**Aim of the exercise:** Filter the entries and keep only the lines where the string "Debug" appears.

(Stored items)
* * *
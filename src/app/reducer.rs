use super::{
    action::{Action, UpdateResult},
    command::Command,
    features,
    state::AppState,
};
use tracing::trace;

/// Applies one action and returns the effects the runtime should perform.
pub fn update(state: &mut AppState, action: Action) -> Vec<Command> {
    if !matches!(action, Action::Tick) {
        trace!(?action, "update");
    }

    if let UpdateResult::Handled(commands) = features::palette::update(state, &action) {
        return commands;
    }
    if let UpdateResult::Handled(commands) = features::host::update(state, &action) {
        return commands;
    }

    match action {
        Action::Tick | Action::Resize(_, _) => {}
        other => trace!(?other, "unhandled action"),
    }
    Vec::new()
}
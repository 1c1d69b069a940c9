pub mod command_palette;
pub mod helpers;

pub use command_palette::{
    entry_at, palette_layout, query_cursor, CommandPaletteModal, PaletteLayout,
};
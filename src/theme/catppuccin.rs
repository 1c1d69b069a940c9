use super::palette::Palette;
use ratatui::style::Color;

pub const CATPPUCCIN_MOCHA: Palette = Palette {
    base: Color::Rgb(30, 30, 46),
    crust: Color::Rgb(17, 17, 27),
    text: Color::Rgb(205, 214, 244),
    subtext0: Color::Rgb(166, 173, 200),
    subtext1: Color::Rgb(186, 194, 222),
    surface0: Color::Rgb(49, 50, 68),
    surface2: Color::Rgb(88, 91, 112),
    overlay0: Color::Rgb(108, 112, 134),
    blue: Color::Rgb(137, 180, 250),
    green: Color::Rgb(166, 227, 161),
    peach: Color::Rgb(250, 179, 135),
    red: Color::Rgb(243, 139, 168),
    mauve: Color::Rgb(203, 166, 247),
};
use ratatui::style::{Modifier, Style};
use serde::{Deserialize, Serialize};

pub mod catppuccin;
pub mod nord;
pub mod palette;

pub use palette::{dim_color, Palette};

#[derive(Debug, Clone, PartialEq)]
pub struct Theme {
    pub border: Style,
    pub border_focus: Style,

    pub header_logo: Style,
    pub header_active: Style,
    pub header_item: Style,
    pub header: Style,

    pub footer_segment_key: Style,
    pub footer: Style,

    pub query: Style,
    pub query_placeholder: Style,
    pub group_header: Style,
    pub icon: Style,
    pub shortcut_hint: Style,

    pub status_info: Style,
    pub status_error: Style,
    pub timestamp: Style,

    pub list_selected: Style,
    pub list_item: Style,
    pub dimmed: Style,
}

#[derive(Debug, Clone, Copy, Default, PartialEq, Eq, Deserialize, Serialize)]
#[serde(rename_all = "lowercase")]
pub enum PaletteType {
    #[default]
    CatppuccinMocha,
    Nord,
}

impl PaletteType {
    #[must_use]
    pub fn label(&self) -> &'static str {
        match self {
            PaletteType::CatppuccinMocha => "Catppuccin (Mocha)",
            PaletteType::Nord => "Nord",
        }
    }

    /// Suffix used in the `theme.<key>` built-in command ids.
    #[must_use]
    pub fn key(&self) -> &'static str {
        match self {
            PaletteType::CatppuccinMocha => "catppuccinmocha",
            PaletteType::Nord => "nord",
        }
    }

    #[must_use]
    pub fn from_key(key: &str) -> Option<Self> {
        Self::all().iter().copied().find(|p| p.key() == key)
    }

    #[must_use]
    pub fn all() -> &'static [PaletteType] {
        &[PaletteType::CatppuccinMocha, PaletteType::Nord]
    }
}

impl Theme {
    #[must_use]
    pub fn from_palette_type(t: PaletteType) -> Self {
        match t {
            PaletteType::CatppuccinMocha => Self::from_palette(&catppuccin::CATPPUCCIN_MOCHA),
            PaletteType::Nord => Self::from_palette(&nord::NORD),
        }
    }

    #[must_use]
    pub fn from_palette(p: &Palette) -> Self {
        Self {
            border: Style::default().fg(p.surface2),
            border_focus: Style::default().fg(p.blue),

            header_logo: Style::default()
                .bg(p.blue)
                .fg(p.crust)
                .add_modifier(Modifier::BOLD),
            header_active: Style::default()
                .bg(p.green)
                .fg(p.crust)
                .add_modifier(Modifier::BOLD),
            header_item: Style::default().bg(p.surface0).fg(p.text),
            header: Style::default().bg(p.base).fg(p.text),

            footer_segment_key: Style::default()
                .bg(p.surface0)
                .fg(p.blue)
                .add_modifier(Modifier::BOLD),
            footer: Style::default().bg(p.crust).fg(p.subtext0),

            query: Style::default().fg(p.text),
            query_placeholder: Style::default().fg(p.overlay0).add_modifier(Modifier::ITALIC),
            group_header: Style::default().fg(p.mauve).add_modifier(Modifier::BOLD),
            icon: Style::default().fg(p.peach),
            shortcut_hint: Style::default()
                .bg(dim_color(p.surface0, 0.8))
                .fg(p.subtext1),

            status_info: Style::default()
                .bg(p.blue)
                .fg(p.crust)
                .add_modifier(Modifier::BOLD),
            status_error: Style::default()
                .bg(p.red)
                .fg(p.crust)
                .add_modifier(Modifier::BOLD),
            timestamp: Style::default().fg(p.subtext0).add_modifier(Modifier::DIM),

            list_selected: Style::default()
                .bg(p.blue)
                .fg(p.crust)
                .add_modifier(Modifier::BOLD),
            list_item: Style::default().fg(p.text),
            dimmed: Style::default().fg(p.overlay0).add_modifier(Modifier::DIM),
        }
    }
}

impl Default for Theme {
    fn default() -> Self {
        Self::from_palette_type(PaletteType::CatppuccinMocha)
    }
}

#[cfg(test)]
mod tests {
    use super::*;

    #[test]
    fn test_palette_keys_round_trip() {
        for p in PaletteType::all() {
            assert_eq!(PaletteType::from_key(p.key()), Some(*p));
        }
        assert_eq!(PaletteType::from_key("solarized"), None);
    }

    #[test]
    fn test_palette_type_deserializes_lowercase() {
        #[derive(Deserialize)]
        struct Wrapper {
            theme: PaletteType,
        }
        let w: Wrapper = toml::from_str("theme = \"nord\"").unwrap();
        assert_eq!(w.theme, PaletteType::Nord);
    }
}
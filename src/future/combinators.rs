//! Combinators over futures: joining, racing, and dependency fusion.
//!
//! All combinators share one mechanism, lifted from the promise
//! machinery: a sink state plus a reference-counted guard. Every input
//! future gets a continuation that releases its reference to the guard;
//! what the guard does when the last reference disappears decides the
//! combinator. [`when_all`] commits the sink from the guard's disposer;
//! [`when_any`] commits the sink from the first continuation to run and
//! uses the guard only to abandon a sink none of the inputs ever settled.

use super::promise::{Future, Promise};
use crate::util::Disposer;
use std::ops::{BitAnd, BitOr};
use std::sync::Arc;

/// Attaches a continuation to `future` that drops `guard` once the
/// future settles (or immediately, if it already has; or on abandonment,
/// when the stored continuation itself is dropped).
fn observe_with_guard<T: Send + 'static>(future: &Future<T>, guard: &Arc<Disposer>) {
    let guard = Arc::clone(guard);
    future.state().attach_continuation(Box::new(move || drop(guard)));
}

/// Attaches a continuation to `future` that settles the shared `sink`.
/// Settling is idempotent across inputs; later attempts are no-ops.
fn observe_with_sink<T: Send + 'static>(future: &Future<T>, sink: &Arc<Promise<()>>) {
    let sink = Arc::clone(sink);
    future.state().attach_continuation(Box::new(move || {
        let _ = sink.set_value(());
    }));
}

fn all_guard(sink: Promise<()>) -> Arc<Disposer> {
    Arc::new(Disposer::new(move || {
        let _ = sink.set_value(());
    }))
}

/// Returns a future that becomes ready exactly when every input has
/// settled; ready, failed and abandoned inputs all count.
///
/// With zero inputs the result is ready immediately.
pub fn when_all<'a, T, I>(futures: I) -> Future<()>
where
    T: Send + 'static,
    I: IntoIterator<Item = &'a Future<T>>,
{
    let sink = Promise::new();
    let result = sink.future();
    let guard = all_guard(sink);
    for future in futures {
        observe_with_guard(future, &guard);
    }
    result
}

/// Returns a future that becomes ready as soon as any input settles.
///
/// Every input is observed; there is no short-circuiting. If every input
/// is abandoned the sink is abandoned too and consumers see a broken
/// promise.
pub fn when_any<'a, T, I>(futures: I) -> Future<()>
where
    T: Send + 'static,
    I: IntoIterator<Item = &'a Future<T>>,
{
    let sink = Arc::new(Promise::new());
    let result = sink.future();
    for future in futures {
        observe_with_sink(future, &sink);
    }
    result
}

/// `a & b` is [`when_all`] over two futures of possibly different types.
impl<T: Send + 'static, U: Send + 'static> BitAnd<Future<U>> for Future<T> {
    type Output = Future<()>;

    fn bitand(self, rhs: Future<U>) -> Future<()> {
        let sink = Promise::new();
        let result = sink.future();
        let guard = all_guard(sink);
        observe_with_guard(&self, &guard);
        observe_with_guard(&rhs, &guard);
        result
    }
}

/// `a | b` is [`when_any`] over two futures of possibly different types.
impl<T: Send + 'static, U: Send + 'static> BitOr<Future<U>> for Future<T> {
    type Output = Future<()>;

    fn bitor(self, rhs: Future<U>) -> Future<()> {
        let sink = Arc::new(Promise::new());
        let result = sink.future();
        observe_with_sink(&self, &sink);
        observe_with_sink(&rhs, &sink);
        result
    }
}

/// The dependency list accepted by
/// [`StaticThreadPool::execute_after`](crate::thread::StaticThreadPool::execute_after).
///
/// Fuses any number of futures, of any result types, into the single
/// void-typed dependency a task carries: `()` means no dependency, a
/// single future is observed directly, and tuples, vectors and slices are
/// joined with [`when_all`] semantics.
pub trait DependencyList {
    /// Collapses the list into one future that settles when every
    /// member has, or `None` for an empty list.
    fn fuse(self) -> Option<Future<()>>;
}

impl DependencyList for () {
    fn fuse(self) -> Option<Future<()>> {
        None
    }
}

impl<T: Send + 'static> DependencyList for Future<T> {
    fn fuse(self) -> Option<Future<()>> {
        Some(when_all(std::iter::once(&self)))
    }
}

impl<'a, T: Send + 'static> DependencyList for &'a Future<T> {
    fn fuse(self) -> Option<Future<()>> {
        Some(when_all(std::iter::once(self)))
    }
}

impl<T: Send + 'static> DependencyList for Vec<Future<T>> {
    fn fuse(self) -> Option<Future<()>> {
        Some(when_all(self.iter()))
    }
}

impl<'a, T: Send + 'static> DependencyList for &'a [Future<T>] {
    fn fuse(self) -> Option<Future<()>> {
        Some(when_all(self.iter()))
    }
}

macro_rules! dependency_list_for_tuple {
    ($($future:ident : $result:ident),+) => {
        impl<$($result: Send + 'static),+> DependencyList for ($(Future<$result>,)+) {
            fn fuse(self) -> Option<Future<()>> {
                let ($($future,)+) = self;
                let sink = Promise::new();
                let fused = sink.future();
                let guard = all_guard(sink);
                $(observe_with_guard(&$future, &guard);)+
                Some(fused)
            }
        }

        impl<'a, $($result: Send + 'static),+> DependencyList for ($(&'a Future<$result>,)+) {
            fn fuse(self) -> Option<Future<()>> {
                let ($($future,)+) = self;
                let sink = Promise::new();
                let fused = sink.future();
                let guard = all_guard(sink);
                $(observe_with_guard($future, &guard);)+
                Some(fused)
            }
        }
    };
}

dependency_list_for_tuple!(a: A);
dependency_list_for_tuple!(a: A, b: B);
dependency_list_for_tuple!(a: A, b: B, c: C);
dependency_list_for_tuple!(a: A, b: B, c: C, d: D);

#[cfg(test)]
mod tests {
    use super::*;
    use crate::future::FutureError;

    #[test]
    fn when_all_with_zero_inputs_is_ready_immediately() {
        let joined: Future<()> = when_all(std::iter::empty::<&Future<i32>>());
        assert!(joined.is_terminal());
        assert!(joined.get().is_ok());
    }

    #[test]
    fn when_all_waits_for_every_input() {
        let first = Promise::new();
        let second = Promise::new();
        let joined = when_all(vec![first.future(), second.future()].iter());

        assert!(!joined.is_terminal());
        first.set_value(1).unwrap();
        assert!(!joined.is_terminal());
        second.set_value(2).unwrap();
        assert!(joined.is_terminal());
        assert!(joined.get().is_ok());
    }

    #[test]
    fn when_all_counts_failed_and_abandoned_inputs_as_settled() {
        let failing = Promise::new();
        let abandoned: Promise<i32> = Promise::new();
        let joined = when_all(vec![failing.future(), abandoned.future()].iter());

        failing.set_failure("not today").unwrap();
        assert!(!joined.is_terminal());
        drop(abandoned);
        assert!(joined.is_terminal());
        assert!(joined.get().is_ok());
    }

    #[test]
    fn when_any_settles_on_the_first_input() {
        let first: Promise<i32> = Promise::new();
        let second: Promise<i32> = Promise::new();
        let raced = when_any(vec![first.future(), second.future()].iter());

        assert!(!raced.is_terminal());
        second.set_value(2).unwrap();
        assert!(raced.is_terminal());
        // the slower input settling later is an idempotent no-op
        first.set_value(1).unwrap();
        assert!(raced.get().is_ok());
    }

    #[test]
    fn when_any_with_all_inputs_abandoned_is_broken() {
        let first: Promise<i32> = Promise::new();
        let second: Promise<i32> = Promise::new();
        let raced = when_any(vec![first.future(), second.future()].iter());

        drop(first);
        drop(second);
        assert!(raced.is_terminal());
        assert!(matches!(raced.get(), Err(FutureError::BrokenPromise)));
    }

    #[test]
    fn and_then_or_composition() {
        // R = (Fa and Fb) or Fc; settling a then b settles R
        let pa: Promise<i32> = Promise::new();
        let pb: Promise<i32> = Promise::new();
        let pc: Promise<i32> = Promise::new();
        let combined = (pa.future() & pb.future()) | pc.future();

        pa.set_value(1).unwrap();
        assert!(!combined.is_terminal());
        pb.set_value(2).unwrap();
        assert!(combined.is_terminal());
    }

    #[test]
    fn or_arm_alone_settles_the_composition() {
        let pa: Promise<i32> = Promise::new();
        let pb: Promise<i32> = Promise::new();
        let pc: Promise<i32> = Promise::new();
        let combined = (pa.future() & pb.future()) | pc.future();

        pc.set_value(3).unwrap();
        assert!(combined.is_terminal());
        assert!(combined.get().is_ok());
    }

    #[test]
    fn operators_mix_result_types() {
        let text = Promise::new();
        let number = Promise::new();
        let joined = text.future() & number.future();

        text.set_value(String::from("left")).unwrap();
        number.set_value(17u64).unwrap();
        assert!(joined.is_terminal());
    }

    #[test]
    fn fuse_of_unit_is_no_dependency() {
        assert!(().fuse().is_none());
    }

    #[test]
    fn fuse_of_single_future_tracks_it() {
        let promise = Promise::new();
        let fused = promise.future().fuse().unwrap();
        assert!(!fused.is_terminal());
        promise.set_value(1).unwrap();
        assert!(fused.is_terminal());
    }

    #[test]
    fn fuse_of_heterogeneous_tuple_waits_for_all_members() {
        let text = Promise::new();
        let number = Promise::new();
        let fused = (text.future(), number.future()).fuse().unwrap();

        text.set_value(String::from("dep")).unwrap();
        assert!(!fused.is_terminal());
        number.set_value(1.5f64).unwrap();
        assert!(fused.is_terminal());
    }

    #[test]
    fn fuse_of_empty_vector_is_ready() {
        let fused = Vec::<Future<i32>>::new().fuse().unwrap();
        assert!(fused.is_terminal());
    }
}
* * *
**Exercise output:**
#[derive(Debug, Clone, PartialEq)]
#[derive(Debug, Clone, Copy, Default, PartialEq, Eq, Deserialize, Serialize)]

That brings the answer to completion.